11:21 Samarra. Minaret damaged. The summit of the 52-meter high historic spiral minaret, the Malwiya, was damaged by an explosion, which archaeologists have termed a catastrophe. The minaret, inspired by Mesopotamian ziggurats, was built between AD 849 and 852. US snipers were ordered to leave the summit, which they had used as an observation tower, by local authorities on 17 March. Insurgents regularly destroy positions abandoned by US troops. In 2004 they dynamited the Baa'th Party headquarters in Baghdad to deny US troops use of the building.

There are only two other spiral minarets in the world: the Ibn Touloun Mosque in Cairo and the Abu Duluf Mosque, which is also in Samarra. The Italian painter Pietro de la Valle visited Samara in the 15th century and included the minaret in his depictions of the hanging gardens of Babylon.
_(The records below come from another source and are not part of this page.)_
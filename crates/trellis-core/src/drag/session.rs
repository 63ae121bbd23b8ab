//! DragSession - a headless stand-in for the platform's drag sequence.

use std::rc::Rc;

use tracing::debug;

use super::{DragEvent, DragSource, DropTarget};
use crate::impls::MemoryTransfer;
use crate::ports::DataTransfer;

/// What happened to a drop request.
#[derive(Debug, Clone, Copy, PartialEq, Eq)]
pub enum DropOutcome {
    /// The target's drop handler ran.
    Delivered,
    /// The target never allowed a drop (no drag over, or drag leave since).
    Rejected,
}

/// The target under the pointer, and whether its drag over allowed a drop.
struct Hover {
    target: Rc<dyn DropTarget>,
    armed: bool,
}

impl Hover {
    fn is(&self, target: &dyn DropTarget) -> bool {
        self.target.target_id() == target.target_id()
    }
}

/// One drag operation from pick-up to release.
///
/// Holds the transfer object and the one target the drag is currently over.
/// Moving over another target fires drag leave on the previous one, and so
/// does ending the drag while still over a target. A drop on a target that
/// is not the armed hover target is swallowed, the same way the native API
/// never fires it.
pub struct DragSession {
    transfer: Box<dyn DataTransfer>,
    hover: Option<Hover>,
}

impl DragSession {
    pub fn new() -> Self {
        Self::with_transfer(Box::new(MemoryTransfer::new()))
    }

    pub fn with_transfer(transfer: Box<dyn DataTransfer>) -> Self {
        Self {
            transfer,
            hover: None,
        }
    }

    pub fn transfer(&self) -> &dyn DataTransfer {
        &*self.transfer
    }

    /// Runs drag start on `source`.
    pub fn start(&mut self, source: &dyn DragSource) {
        let mut event = DragEvent::new(&mut *self.transfer);
        source.on_drag_start(&mut event);
        debug!(types = ?self.transfer.types(), "drag started");
    }

    /// Runs drag over on `target`; returns whether the target is now armed.
    ///
    /// If the drag was over a different target, that one gets drag leave
    /// first and is disarmed.
    pub fn over(&mut self, target: Rc<dyn DropTarget>) -> bool {
        if let Some(previous) = self.hover.take_if(|hover| !hover.is(&*target)) {
            debug!(
                from = previous.target.target_id(),
                to = target.target_id(),
                "drag moved to another target"
            );
            self.fire_leave(&*previous.target);
        }
        let mut event = DragEvent::new(&mut *self.transfer);
        target.on_drag_over(&mut event);
        let armed = event.drop_allowed();
        self.hover = Some(Hover { target, armed });
        armed
    }

    pub fn leave(&mut self, target: &dyn DropTarget) {
        if self.hover.as_ref().is_some_and(|hover| hover.is(target)) {
            self.hover = None;
        }
        self.fire_leave(target);
    }

    /// Delivers the drop if `target` is the armed hover target.
    pub fn drop_on(&mut self, target: &dyn DropTarget) -> DropOutcome {
        let armed = self
            .hover
            .take_if(|hover| hover.is(target))
            .is_some_and(|hover| hover.armed);
        if !armed {
            debug!(target = target.target_id(), "drop rejected: target not armed");
            return DropOutcome::Rejected;
        }
        let mut event = DragEvent::new(&mut *self.transfer);
        target.on_drop(&mut event);
        DropOutcome::Delivered
    }

    /// Runs drag end on `source` and closes the session.
    ///
    /// A target still under the drag gets drag leave before the source hears
    /// about the end.
    pub fn end(mut self, source: &dyn DragSource) {
        if let Some(hover) = self.hover.take() {
            debug!(target = hover.target.target_id(), "drag ended over target");
            self.fire_leave(&*hover.target);
        }
        let mut event = DragEvent::new(&mut *self.transfer);
        source.on_drag_end(&mut event);
    }

    pub fn is_armed(&self, target: &dyn DropTarget) -> bool {
        self.hover
            .as_ref()
            .is_some_and(|hover| hover.armed && hover.is(target))
    }

    fn fire_leave(&mut self, target: &dyn DropTarget) {
        let mut event = DragEvent::new(&mut *self.transfer);
        target.on_drag_leave(&mut event);
    }
}

impl Default for DragSession {
    fn default() -> Self {
        Self::new()
    }
}
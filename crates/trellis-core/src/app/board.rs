//! Board - wiring of the store, the form and both lists.
//!
//! # Fail-fast
//! `BoardBuilder::build` checks that the surface knows every template the
//! views need before anything is rendered, and reports all missing ones at
//! once.

use std::cell::RefCell;
use std::rc::Rc;

use super::project_form::ProjectForm;
use super::project_item::ProjectItem;
use super::project_list::ProjectList;
use super::REQUIRED_TEMPLATES;
use crate::domain::{ProjectId, ProjectStatus, TrackerError, ValidationRules};
use crate::drag::{DragSession, DropOutcome};
use crate::impls::MemorySurface;
use crate::ports::{Clock, IdGenerator, SharedSurface, SystemClock, UlidGenerator};
use crate::store::ProjectStore;

#[derive(Debug, thiserror::Error)]
pub enum BuildError {
    #[error("Missing templates: {0:?}. The surface must provide these before the board is built.")]
    MissingTemplates(Vec<String>),

    #[error(transparent)]
    Tracker(#[from] TrackerError),
}

/// BoardBuilder はボードを構築
///
/// ```ignore
/// let board = BoardBuilder::new()
///     .surface(surface)
///     .rules(ValidationRules::default())
///     .build()?;
/// ```
pub struct BoardBuilder {
    surface: Option<SharedSurface>,
    host: String,
    rules: ValidationRules,
    ids: Option<Box<dyn IdGenerator>>,
    clock: Option<Box<dyn Clock>>,
}

impl BoardBuilder {
    pub fn new() -> Self {
        Self {
            surface: None,
            host: MemorySurface::ROOT.to_string(),
            rules: ValidationRules::default(),
            ids: None,
            clock: None,
        }
    }

    /// Defaults to a fresh [`MemorySurface`].
    pub fn surface(mut self, surface: SharedSurface) -> Self {
        self.surface = Some(surface);
        self
    }

    /// Host element the form and lists are inserted into.
    pub fn host(mut self, host: impl Into<String>) -> Self {
        self.host = host.into();
        self
    }

    pub fn rules(mut self, rules: ValidationRules) -> Self {
        self.rules = rules;
        self
    }

    pub fn id_generator(mut self, ids: Box<dyn IdGenerator>) -> Self {
        self.ids = Some(ids);
        self
    }

    pub fn clock(mut self, clock: Box<dyn Clock>) -> Self {
        self.clock = Some(clock);
        self
    }

    pub fn build(self) -> Result<Board, BuildError> {
        let surface: SharedSurface = match self.surface {
            Some(surface) => surface,
            None => Rc::new(RefCell::new(MemorySurface::new())),
        };

        let missing: Vec<String> = {
            let s = surface.borrow();
            REQUIRED_TEMPLATES
                .iter()
                .filter(|name| !s.has_template(name))
                .map(|name| name.to_string())
                .collect()
        };
        if !missing.is_empty() {
            return Err(BuildError::MissingTemplates(missing));
        }

        let ids = self
            .ids
            .unwrap_or_else(|| Box::new(UlidGenerator::new(SystemClock)));
        let clock = self.clock.unwrap_or_else(|| Box::new(SystemClock));
        let store = Rc::new(ProjectStore::with_ports(ids, clock));

        let form = ProjectForm::new(
            self.host.clone(),
            Rc::clone(&store),
            Rc::clone(&surface),
            self.rules,
        )?;
        let active = ProjectList::new(
            ProjectStatus::Active,
            self.host.clone(),
            Rc::clone(&store),
            Rc::clone(&surface),
        )?;
        let finished = ProjectList::new(
            ProjectStatus::Finished,
            self.host,
            Rc::clone(&store),
            Rc::clone(&surface),
        )?;

        Ok(Board {
            store,
            surface,
            form,
            active,
            finished,
        })
    }
}

impl Default for BoardBuilder {
    fn default() -> Self {
        Self::new()
    }
}

/// The running board: exactly one store, shared by every view.
pub struct Board {
    store: Rc<ProjectStore>,
    surface: SharedSurface,
    form: ProjectForm,
    active: Rc<ProjectList>,
    finished: Rc<ProjectList>,
}

impl Board {
    pub fn store(&self) -> &Rc<ProjectStore> {
        &self.store
    }

    pub fn surface(&self) -> &SharedSurface {
        &self.surface
    }

    pub fn form(&self) -> &ProjectForm {
        &self.form
    }

    pub fn list(&self, status: ProjectStatus) -> &Rc<ProjectList> {
        match status {
            ProjectStatus::Active => &self.active,
            ProjectStatus::Finished => &self.finished,
        }
    }

    /// The rendered card for `id`, whichever list it is in.
    pub fn item(&self, id: &ProjectId) -> Option<ProjectItem> {
        ProjectStatus::ALL
            .iter()
            .find_map(|status| self.list(*status).item(id))
    }

    /// Runs a complete drag of `id` onto the `to` list: start, over, drop, end.
    ///
    /// Returns `None` when no card with that id is rendered.
    pub fn drag_project(&self, id: &ProjectId, to: ProjectStatus) -> Option<DropOutcome> {
        let item = self.item(id)?;
        let target = self.list(to);
        let mut session = DragSession::new();
        session.start(&item);
        session.over(target.clone());
        let outcome = session.drop_on(&**target);
        session.end(&item);
        Some(outcome)
    }
}
//! IdGenerator port - ID 生成の抽象化
//!
//! # 実装
//! - **UlidGenerator**: ULID ベース（本番用）

use crate::domain::ProjectId;
use crate::ports::Clock;
use ulid::Ulid;

/// IdGenerator はプロジェクト ID を生成
///
/// Collisions are not checked for; 80 bits of entropy per millisecond is
/// treated as enough.
pub trait IdGenerator {
    fn generate_project_id(&self) -> ProjectId;
}

/// UlidGenerator は ULID ベースの ID 生成器
///
/// The timestamp half comes from the clock, the random half from `rand`.
pub struct UlidGenerator<C> {
    clock: C,
}

impl<C: Clock> UlidGenerator<C> {
    pub fn new(clock: C) -> Self {
        Self { clock }
    }

    pub fn clock(&self) -> &C {
        &self.clock
    }
}

impl<C: Clock> IdGenerator for UlidGenerator<C> {
    fn generate_project_id(&self) -> ProjectId {
        let timestamp_ms = self.clock.now().timestamp_millis() as u64;
        let ulid = Ulid::from_parts(timestamp_ms, rand::random());
        ProjectId::from(ulid)
    }
}

#[cfg(test)]
mod tests {
    use super::*;
    use crate::ports::{FixedClock, SystemClock};
    use chrono::{TimeZone, Utc};

    #[test]
    fn ulid_generator_generates_unique_ids() {
        let id_gen = UlidGenerator::new(SystemClock);

        let id1 = id_gen.generate_project_id();
        let id2 = id_gen.generate_project_id();
        let id3 = id_gen.generate_project_id();

        assert_ne!(id1, id2);
        assert_ne!(id2, id3);
        assert_ne!(id1, id3);
    }

    #[test]
    fn ulid_generator_with_fixed_clock_shares_timestamp() {
        let fixed_time = Utc.with_ymd_and_hms(2024, 1, 1, 12, 0, 0).unwrap();
        let id_gen = UlidGenerator::new(FixedClock::new(fixed_time));

        let id1 = id_gen.generate_project_id();
        let id2 = id_gen.generate_project_id();

        // ランダム部分があるので ID は異なる
        assert_ne!(id1, id2);

        // timestamp 部分は同じ
        assert_eq!(id1.as_ulid().timestamp_ms(), id2.as_ulid().timestamp_ms());
        assert_eq!(
            id1.as_ulid().timestamp_ms(),
            fixed_time.timestamp_millis() as u64
        );
    }
}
The city of Samarra was built in 836 by Abassyd Caliph al-Moutassem when he made it his capital after clashes between Baghdadis and his troops, who were recruited from central Asia. Samarra remained the Abassyd capital until 892. There are several structures in Samarra which remain from this period, especially the mosque built by Caliph Al-Moutawakkil (847-861), one of the largest mosques in the world.

08:35 Balad Ruz. Police chief assassinated. Col. Hatem Rashid Mohammad, Police Chief of Balad Ruz, northeast of Baghdad, was assassinated along with two of his assistants.

03:21 Washington. England replaces Wolfowitz. President George Bush has chosen US Navy Secretary Gordon England to replace Paul Wolfowitz.